Treha watched the man’s eyes twinkle and she followed the light.

“What was her name?”

“Evelyn. But I couldn’t say the word as a child. I said ‘Eleven’ and everyone would laugh. So I called her Sister.” His eyes darted as if searching for his childhood in the recesses of the mind. “It’s funny what you remember when you talk of these things. I can still smell the aroma of the meals Sister cooked for us. And see the way she . . .”

“The way she what?” Treha said.

“How she looked out the window every day. There was a longing in her. For something out there, something on the horizon she couldn’t see.” The twinkle was gone and in its place was wetness at the memory. “She died several years ago. She was the first of us to go. The first to part after my father died. And now I am the only one left.”

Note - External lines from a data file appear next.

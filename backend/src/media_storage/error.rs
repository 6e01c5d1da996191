//! Error types for bucket operations

use aws_sdk_s3::{error::SdkError, operation::put_object::PutObjectError};
use thiserror::Error;

/// Result type for bucket operations
pub type BucketResult<T> = Result<T, BucketError>;

/// Errors that can occur during bucket operations
#[derive(Error, Debug)]
pub enum BucketError {
    /// S3 service error
    #[error("S3 service error: {0}")]
    S3Error(String),

    /// AWS SDK error
    #[error("AWS SDK error: {0}")]
    AwsError(String),

    /// Configuration error
    #[error("Configuration error: {0}")]
    ConfigError(String),

    /// Upstream service error (5xx from S3)
    #[error("Upstream service error: {0}")]
    UpstreamError(String),
}

impl From<SdkError<PutObjectError>> for BucketError {
    fn from(error: SdkError<PutObjectError>) -> Self {
        if let SdkError::ServiceError(service_err) = &error {
            if service_err.raw().status().as_u16() >= 500 {
                return Self::UpstreamError(format!("{service_err:?}"));
            }
            return Self::S3Error(format!("{:?}", service_err.err()));
        }

        Self::AwsError(error.to_string())
    }
}
//! Custom extractors for request validation

use aide::operation::OperationInput;
use aide::OperationOutput;
use axum::{
    extract::{rejection::JsonRejection, FromRequest, Request},
    Json,
};
use schemars::JsonSchema;
use validator::Validate;

use crate::types::error::AppError;

/// Custom JSON extractor that validates the payload
///
/// Failures are reported as a 400 carrying the message of the first failed
/// field rule, so request types choose the wording the client sees.
pub struct ValidatedJson<T>(pub T);

impl<T, S> FromRequest<S> for ValidatedJson<T>
where
    T: serde::de::DeserializeOwned + Validate + JsonSchema,
    S: Send + Sync,
{
    type Rejection = AppError;

    async fn from_request(req: Request, state: &S) -> Result<Self, Self::Rejection> {
        // First extract JSON
        let Json(payload) = Json::<T>::from_request(req, state)
            .await
            .map_err(|err| match err {
                JsonRejection::MissingJsonContentType(_) => {
                    AppError::validation("Missing Content-Type: application/json header")
                }
                _ => AppError::validation("Invalid JSON payload"),
            })?;

        // Then validate
        payload.validate().map_err(|errors| {
            errors
                .field_errors()
                .into_values()
                .filter_map(|field_errors| field_errors.first())
                .find_map(|error| error.message.clone())
                .map_or_else(
                    || AppError::validation("Request validation failed"),
                    |message| AppError::validation(message),
                )
        })?;

        Ok(Self(payload))
    }
}

impl<T> OperationInput for ValidatedJson<T>
where
    T: JsonSchema,
{
    fn operation_input(ctx: &mut aide::generate::GenContext, operation: &mut aide::openapi::Operation) {
        // Delegate to Json<T>'s implementation since ValidatedJson has the same structure
        Json::<T>::operation_input(ctx, operation);
    }

    fn inferred_early_responses(
        ctx: &mut aide::generate::GenContext,
        operation: &mut aide::openapi::Operation,
    ) -> Vec<(Option<u16>, aide::openapi::Response)> {
        // Document validation error responses
        AppError::inferred_responses(ctx, operation)
    }
}
//! Error types for item catalog operations

use aws_sdk_dynamodb::error::SdkError;
use aws_sdk_dynamodb::operation::{put_item::PutItemError, query::QueryError, scan::ScanError};
use thiserror::Error;

/// Result type alias for item catalog operations
pub type ItemStorageResult<T> = Result<T, ItemStorageError>;

/// Storage error types for item catalog operations
#[derive(Debug, Error)]
pub enum ItemStorageError {
    /// Failed to insert item into `DynamoDB`
    #[error("Failed to insert item into DynamoDB: {0:?}")]
    DynamoDbPutError(#[from] SdkError<PutItemError>),

    /// Failed to query items from `DynamoDB`
    #[error("Failed to query items from DynamoDB: {0:?}")]
    DynamoDbQueryError(#[from] SdkError<QueryError>),

    /// Failed to scan items in `DynamoDB`
    #[error("Failed to scan items in DynamoDB: {0:?}")]
    DynamoDbScanError(#[from] SdkError<ScanError>),

    /// Failed to parse item from `DynamoDB` item
    #[error("Failed to parse item: {0}")]
    SerializationError(String),

    /// The catalog could not be reached
    #[error("Item catalog unavailable: {0}")]
    StoreUnavailable(String),
}

impl From<serde_dynamo::Error> for ItemStorageError {
    fn from(err: serde_dynamo::Error) -> Self {
        Self::SerializationError(err.to_string())
    }
}
use std::sync::Arc;

use axum::{http::StatusCode, Extension, Json};
use findmystuff_storage::user::{UserCreateRequest, UserStore};
use schemars::JsonSchema;
use serde::{Deserialize, Serialize};
use tracing::instrument;
use validator::Validate;

use crate::{
    password::{hash_password, verify_password},
    types::{AppError, ValidatedJson},
};

const REGISTER_MISSING_FIELDS: &str = "All fields are required";
const LOGIN_MISSING_FIELDS: &str = "Email and password required";

#[derive(Debug, Deserialize, Validate, JsonSchema)]
#[serde(rename_all = "camelCase")]
pub struct RegisterRequest {
    /// Display name of the new user
    #[validate(length(min = 1, message = "All fields are required"))]
    pub full_name: Option<String>,
    /// Email, used as the login name
    #[validate(length(min = 1, message = "All fields are required"))]
    pub email: Option<String>,
    /// Plaintext password, stored only as a salted hash
    #[validate(length(min = 1, message = "All fields are required"))]
    pub password: Option<String>,
}

#[derive(Debug, Deserialize, Validate, JsonSchema)]
pub struct LoginRequest {
    #[validate(length(min = 1, message = "Email and password required"))]
    pub email: Option<String>,
    #[validate(length(min = 1, message = "Email and password required"))]
    pub password: Option<String>,
}

#[derive(Debug, Serialize, JsonSchema)]
pub struct MessageResponse {
    pub success: bool,
    pub message: String,
}

/// Public part of a user record
#[derive(Debug, Serialize, JsonSchema)]
pub struct UserProfile {
    pub full_name: String,
    pub email: String,
}

#[derive(Debug, Serialize, JsonSchema)]
pub struct LoginResponse {
    pub success: bool,
    pub message: String,
    pub user: UserProfile,
}

/// Registers a new user
///
/// Hashes the password with a random salt and stores the user keyed by email.
///
/// # Errors
///
/// - `400 BAD_REQUEST` - A field is missing or empty
/// - `409 CONFLICT` - The email is already registered
/// - `500 INTERNAL_SERVER_ERROR` - Hashing or the store failed
#[instrument(skip_all)]
pub async fn register(
    Extension(user_store): Extension<Arc<dyn UserStore>>,
    ValidatedJson(payload): ValidatedJson<RegisterRequest>,
) -> Result<(StatusCode, Json<MessageResponse>), AppError> {
    let (Some(full_name), Some(email), Some(password)) =
        (payload.full_name, payload.email, payload.password)
    else {
        return Err(AppError::validation(REGISTER_MISSING_FIELDS));
    };

    let password_hash = hash_password(&password).map_err(|e| {
        tracing::error!("Password hashing failed: {e}");
        AppError::server("internal_error", "Server error")
    })?;

    let user = user_store
        .create(UserCreateRequest {
            full_name,
            email,
            password_hash,
        })
        .await?;

    tracing::info!(user_id = %user.id, "user registered");

    Ok((
        StatusCode::CREATED,
        Json(MessageResponse {
            success: true,
            message: "User registered successfully".to_string(),
        }),
    ))
}

/// Checks an email and password pair
///
/// No session or token is issued; the response only echoes the profile.
///
/// # Errors
///
/// - `400 BAD_REQUEST` - Email or password missing
/// - `404 NOT_FOUND` - No user with this email
/// - `401 UNAUTHORIZED` - Password does not match
/// - `500 INTERNAL_SERVER_ERROR` - The store failed or the stored hash is unreadable
#[instrument(skip_all)]
pub async fn login(
    Extension(user_store): Extension<Arc<dyn UserStore>>,
    ValidatedJson(payload): ValidatedJson<LoginRequest>,
) -> Result<Json<LoginResponse>, AppError> {
    let (Some(email), Some(password)) = (payload.email, payload.password) else {
        return Err(AppError::validation(LOGIN_MISSING_FIELDS));
    };

    let user = user_store
        .get_by_email(&email)
        .await?
        .ok_or_else(|| AppError::new(StatusCode::NOT_FOUND, "user_not_found", "User not found"))?;

    let password_matches = verify_password(&password, &user.password_hash).map_err(|e| {
        tracing::error!(user_id = %user.id, "Stored password hash is unreadable: {e}");
        AppError::server("internal_error", "Server error")
    })?;

    if !password_matches {
        return Err(AppError::new(
            StatusCode::UNAUTHORIZED,
            "incorrect_password",
            "Incorrect password",
        ));
    }

    Ok(Json(LoginResponse {
        success: true,
        message: "Login successful".to_string(),
        user: UserProfile {
            full_name: user.full_name,
            email: user.email,
        },
    }))
}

He leaned forward. “You asked if my father held me responsible for my mother’s death.” He shook his head. “But I felt responsible for Sister not going to school. For never having the life she could have had.”

“She didn’t go back to school?” Treha said.

“By the time I was in first grade, she was a young woman. When I went to school, she began working, first cleaning houses for the women in town and babysitting their children. And then she went to work at the mill. She and my father would go off together each morning, very early, before the sun came up.” He sat back. “I don’t like to think of those days. It was a difficult time for the family, but the struggle and the hardship make you strong. You know? You don’t realize it at the time, but the pain propels you. Too many people today think that life is supposed to be easy. We look for the easiest route to get from one place to another with the machines they place in the cars and the Internet telling you which roads to take.” He waved a hand again. “I guess it’s all good for us and helpful. But there is something you miss about struggle and hardship by having everything laid out for you on a piece of paper or on a talking box telling you every turn.”

He looked up from his diatribe, like a turtle realizing his head is out of the shell. “I suppose I’m sounding like a cranky old man now.”

Treha pulled him back to the past. “You did well in school?”

“Yes. And I credit Sister. She read books to me. She explained everything she knew about science and how plants grow and the wonders of the world. I asked her so many things. She said once that my spine was formed in the shape of a question mark.”

The two sat in silence, Davidson folding his wrinkled hands and staring at them and Treha sitting ramrod straight.

“Where did your education take you?” she said.

“To the university. I studied chemistry and wanted to find some cure
 
—like Jonas Salk did. In school I was given an internship with a small company which was called Stonegate at the time. Eventually it became Phutura Pharmaceuticals.”

“Is this how you met Dr. Crenshaw?”

Davidson glanced at the camera. Then a dip of the head. “Yes. I met him through Phutura. He was part of some drug trials we conducted. I like to think we helped many people over the years, even though there were regrets.”

“Did Dr. Crenshaw contact you recently?”

The man looked as if he had been punched in the gut. “I know he wrote me a letter that never reached me.”

“Did he call you? Send another letter? Some other communication?”

Davidson shook his head. “No.”

“What did you do together?” she said.

He moved his mouth to swallow and struggled for a moment. He seemed stuck, somehow.

Miriam spoke. “Mr. Davidson, would you like something to drink? Water? Coffee? Or something to eat?”

“Yes, coffee, please. Thank you. And maybe if I stand and stretch a little to get my blood and old bones moving again.”